Ülkemizde antidepresan kullanımı hızla artıyor
Son yıllarda ülkemizde yaşanan depremler, seller maden kazaları, pandemi ve ekonomik koşullar nedeniyle ülkemizde antidepresan kullanımı hızla artmaktadır. Rakamlar ortada... Antidepresanlar en fazla kullanılan ilaçların başında geliyor. Yalnız Türkiye'de değil, bütün dünyada da 'yapay mutluluk sağlayan ilaçlar' olarak tanımlanan antidepresanlar depresyona giren, panik atak yaşayan ya da stresle başa çıkmaya çalışanların ilk tercihi... Sağlık Bakanlığı’nın 2021 yılında yayımladığı ‘Sağlık İstatistikleri Yıllığı’na göre, Türkiye’de antidepresan kullanımı 2010’da yüzde 33 iken, 2021’de yüzde 53’e ulaştı. Bu sayı 2024 ocak ayı itibariyle yüzde 60’lara yaklaştı”

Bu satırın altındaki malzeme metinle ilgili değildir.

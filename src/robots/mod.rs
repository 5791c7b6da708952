//! Robots.txt handling module
//!
//! This module provides functionality for fetching, parsing, and caching
//! robots.txt files. Rules are loaded once per domain per process.

mod cache;
mod parser;

pub use cache::RobotsCache;
pub use parser::{parse_disallow_rules, RobotsRules};

use crate::crawler::get_with_fallback;
use crate::IndexerError;
use reqwest::Client;
use std::sync::Arc;

/// Robots policy service: download on first use, then serve from cache
#[derive(Debug, Default)]
pub struct RobotsPolicy {
    cache: RobotsCache,
}

impl RobotsPolicy {
    pub fn new() -> Self {
        Self::default()
    }

    /// Returns the rules for `domain`, downloading them on a cache miss
    ///
    /// A failed download is not cached, so a later call tries again.
    pub async fn fetch_rules(
        &self,
        client: &Client,
        domain: &str,
    ) -> Result<Arc<RobotsRules>, IndexerError> {
        if let Some(rules) = self.cache.get(domain) {
            tracing::debug!("Robots cache hit for {}", domain);
            return Ok(rules);
        }

        let rules = fetch_robots(client, domain).await?;
        tracing::debug!(
            "Loaded {} disallow rule(s) for {}",
            rules.disallowed_prefixes().len(),
            domain
        );
        Ok(self.cache.insert(domain, rules))
    }

    pub fn cache(&self) -> &RobotsCache {
        &self.cache
    }
}

/// Downloads and parses robots.txt for a domain
///
/// # Returns
///
/// * `Ok(RobotsRules)` - Parsed rules; empty when the server answers with a
///   non-success status
/// * `Err(IndexerError::Robots)` - Neither HTTPS nor HTTP could be reached,
///   or the body could not be read
pub async fn fetch_robots(client: &Client, domain: &str) -> Result<RobotsRules, IndexerError> {
    let (protocol, response) = get_with_fallback(client, domain, "/robots.txt")
        .await
        .map_err(|e| IndexerError::Robots {
            domain: domain.to_string(),
            message: e.to_string(),
        })?;

    let status = response.status();
    if !status.is_success() {
        tracing::debug!(
            "robots.txt for {} answered {} over {}; allowing all",
            domain,
            status,
            protocol
        );
        return Ok(RobotsRules::allow_all());
    }

    let body = response.text().await.map_err(|e| IndexerError::Robots {
        domain: domain.to_string(),
        message: format!("failed to read body: {}", e),
    })?;

    Ok(parse_disallow_rules(&body))
}

/// Checks `path` against a domain's disallow prefixes
///
/// # Returns
///
/// * `true` - If some rule is a string prefix of `path`
/// * `false` - If the path may be crawled
pub fn is_disallowed(path: &str, rules: &RobotsRules) -> bool {
    rules.is_disallowed(path)
}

Bütün dünyada kullanılan antidepresan ilaç merakının
nereye evrileceği merak konusu. Antidepresan ilaçlar şeker, çikolata gibi kullanıcıların
çantalarının vazgeçilmezi oldu adeta. Psikiyatristlere göre doktor kontrolünde
ve belirli sürelerde alındıkları takdirde antidepresanlar hayat bile
kurtarıyor. Ama arkadaş tavsiyesi ya da psikiyatristin kontrolü olmadan
yıllarca kullananların çok dikkatli olmasında fayda var.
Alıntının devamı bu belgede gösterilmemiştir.